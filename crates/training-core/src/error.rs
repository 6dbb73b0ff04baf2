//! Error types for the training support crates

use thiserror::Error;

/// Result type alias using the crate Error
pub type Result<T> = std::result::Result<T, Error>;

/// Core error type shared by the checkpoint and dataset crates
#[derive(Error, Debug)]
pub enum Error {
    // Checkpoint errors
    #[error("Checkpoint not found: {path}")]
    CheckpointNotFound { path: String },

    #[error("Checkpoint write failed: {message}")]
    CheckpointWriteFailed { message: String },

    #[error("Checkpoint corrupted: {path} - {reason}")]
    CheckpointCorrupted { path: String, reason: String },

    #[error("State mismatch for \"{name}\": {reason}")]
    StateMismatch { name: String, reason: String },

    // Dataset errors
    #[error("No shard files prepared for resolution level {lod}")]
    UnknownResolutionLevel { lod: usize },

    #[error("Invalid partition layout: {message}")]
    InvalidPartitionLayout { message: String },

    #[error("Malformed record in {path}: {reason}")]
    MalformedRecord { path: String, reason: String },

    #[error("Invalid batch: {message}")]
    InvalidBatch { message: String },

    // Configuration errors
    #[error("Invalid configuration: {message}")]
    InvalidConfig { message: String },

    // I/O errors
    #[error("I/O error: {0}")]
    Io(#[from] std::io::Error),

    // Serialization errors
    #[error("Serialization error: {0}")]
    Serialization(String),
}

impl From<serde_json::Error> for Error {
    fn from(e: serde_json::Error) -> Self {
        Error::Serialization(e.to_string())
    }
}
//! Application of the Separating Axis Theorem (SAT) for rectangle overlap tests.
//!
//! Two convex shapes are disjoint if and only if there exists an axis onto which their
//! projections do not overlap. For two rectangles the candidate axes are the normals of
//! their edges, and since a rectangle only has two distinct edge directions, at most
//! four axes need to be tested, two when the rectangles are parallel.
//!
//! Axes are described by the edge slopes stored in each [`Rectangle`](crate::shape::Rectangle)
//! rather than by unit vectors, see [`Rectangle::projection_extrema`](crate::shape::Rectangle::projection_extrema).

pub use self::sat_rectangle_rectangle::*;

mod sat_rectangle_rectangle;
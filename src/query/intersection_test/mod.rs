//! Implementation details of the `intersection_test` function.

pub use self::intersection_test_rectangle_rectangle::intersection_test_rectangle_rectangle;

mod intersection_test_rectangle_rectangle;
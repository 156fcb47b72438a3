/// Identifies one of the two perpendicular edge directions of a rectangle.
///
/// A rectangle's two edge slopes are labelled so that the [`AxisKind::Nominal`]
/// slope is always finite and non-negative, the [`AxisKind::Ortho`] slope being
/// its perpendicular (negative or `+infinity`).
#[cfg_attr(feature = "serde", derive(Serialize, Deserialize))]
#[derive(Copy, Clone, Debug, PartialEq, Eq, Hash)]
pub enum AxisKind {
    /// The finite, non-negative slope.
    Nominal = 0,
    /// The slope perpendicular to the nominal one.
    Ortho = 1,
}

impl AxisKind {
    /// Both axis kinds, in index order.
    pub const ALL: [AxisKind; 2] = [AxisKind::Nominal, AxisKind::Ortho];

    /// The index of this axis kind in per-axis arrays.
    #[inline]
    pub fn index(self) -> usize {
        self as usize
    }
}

********************

■ What to produce
Out of the records, collect only those lines that contain the string "training".

■ Result
filename crates/training-core/src/error.rs
//! Error types for the training support crates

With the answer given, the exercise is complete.